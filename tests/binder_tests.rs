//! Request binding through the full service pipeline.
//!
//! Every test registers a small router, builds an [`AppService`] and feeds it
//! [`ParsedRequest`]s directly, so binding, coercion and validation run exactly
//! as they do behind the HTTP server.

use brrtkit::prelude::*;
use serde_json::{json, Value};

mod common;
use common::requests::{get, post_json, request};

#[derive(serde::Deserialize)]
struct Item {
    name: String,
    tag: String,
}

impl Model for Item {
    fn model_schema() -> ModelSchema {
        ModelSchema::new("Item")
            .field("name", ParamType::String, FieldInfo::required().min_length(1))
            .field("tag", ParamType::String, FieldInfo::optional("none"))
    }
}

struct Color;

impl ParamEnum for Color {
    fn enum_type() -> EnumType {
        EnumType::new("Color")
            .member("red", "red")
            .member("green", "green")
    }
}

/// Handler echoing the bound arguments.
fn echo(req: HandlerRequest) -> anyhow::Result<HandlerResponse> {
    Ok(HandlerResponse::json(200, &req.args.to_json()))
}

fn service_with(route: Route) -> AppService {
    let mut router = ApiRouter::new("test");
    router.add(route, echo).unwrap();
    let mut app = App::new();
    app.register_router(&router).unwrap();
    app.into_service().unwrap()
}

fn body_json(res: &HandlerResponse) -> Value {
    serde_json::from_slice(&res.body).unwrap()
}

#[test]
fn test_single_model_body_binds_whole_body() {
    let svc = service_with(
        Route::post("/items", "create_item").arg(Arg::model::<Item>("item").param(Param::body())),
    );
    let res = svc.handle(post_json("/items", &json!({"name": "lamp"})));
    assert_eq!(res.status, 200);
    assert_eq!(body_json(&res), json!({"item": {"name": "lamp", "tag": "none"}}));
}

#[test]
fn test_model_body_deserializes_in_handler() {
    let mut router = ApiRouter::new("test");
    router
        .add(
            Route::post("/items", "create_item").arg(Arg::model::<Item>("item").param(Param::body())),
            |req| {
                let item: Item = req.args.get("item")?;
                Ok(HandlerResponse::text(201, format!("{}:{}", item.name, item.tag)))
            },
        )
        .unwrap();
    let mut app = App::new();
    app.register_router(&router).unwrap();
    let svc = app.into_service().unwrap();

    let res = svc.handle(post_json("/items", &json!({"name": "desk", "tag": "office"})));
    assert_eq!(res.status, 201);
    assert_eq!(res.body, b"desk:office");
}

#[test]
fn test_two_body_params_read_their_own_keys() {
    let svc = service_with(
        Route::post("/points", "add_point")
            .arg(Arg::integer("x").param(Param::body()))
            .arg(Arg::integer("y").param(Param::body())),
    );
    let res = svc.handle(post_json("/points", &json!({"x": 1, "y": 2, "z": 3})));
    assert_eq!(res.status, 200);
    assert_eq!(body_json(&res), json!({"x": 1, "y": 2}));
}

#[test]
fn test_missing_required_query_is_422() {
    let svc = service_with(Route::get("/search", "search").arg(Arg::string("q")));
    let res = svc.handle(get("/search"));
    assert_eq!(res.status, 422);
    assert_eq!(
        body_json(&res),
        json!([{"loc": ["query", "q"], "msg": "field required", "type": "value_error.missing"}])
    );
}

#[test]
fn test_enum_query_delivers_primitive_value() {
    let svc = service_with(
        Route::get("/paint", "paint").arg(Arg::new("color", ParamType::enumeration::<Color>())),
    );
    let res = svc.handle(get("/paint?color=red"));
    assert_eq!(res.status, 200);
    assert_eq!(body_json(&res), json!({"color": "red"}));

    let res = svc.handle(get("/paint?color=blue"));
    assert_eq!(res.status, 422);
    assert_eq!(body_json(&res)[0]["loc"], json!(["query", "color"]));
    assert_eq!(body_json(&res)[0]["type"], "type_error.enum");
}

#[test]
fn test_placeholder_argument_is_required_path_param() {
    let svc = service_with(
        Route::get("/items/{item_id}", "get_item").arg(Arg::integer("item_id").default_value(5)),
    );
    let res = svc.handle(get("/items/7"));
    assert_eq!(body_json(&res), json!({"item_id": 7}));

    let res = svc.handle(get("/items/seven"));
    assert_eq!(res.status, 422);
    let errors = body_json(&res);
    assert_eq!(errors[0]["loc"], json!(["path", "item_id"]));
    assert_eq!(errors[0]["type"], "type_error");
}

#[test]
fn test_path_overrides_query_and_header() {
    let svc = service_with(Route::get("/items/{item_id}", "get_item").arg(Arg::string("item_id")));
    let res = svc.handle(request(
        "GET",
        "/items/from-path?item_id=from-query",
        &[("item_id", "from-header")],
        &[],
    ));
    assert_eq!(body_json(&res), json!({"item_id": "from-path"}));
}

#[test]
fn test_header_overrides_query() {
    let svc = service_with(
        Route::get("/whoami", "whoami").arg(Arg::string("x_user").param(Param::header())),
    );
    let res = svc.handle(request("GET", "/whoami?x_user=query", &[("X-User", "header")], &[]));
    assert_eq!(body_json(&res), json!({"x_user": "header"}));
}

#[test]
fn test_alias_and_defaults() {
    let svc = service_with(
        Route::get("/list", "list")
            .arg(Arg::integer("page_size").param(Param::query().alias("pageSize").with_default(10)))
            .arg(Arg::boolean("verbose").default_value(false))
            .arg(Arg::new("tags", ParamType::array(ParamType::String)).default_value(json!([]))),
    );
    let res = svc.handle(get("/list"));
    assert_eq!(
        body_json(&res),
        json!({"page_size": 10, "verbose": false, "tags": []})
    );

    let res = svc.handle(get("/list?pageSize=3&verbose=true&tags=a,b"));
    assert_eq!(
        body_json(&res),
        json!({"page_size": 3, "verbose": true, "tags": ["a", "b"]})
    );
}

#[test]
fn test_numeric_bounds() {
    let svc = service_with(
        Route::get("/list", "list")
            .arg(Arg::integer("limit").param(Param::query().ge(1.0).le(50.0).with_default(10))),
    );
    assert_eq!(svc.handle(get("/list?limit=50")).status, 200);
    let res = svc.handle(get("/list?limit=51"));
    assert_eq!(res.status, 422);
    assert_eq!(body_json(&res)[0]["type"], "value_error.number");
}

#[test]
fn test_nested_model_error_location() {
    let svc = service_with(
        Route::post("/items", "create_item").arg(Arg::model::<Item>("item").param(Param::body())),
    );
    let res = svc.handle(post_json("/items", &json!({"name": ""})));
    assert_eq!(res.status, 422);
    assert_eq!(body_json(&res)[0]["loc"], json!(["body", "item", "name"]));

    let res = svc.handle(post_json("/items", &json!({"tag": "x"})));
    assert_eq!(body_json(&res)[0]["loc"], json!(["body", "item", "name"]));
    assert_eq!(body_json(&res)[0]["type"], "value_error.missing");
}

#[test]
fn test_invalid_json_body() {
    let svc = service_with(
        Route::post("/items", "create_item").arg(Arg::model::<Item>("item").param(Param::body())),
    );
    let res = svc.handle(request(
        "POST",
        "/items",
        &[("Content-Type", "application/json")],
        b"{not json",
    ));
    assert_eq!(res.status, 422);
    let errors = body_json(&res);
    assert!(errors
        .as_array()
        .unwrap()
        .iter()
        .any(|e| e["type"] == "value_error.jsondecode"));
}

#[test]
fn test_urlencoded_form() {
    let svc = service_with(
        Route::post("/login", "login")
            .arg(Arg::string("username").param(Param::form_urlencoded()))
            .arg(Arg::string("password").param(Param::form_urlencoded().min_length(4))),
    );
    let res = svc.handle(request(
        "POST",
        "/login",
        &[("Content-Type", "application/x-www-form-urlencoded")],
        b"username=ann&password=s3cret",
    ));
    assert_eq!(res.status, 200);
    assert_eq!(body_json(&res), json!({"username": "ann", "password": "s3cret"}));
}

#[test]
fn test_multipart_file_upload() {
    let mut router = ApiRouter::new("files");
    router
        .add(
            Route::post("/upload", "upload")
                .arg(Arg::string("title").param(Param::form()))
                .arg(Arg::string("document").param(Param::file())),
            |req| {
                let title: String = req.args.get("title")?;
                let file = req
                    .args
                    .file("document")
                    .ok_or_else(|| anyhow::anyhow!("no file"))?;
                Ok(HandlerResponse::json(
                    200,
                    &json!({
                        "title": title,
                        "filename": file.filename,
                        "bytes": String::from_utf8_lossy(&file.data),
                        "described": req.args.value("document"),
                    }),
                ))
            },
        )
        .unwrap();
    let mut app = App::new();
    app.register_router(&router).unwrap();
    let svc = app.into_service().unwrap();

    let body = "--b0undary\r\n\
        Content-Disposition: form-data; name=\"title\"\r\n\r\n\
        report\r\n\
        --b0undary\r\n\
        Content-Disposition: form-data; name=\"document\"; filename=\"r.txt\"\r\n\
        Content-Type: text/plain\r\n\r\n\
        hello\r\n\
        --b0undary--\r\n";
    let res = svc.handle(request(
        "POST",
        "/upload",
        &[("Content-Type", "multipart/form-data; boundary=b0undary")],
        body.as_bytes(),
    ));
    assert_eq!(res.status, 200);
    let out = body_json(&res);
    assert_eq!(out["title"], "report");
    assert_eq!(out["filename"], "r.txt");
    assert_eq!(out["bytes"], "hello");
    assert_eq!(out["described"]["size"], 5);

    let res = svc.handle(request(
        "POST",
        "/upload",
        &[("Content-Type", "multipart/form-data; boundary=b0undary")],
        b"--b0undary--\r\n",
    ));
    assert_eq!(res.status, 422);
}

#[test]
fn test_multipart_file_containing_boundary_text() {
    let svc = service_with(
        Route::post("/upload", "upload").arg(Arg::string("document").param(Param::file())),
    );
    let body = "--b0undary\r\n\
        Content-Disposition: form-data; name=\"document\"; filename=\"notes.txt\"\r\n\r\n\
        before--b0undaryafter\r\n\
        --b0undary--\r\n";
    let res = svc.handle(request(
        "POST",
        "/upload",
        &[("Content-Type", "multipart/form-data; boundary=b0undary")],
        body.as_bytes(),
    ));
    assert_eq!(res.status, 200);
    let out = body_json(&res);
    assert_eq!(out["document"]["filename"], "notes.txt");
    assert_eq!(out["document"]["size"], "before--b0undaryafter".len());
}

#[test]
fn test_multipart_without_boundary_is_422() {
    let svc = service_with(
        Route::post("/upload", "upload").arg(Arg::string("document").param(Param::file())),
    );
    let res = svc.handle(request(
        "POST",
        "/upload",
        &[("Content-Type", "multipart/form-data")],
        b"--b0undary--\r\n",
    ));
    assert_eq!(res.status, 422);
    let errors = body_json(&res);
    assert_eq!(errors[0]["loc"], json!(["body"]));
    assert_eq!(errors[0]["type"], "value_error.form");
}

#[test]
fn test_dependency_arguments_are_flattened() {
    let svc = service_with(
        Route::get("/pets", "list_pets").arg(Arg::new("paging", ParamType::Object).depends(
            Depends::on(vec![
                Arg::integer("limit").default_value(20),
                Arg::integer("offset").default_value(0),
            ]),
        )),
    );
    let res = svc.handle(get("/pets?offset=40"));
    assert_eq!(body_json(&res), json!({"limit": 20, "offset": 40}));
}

****************

#### Brief:
Each line that holds the string "anyhow" is to be copied from the entries above.

#### Expected answer:
fn echo(req: HandlerRequest) -> anyhow::Result<HandlerResponse> {
                    .ok_or_else(|| anyhow::anyhow!("no file"))?;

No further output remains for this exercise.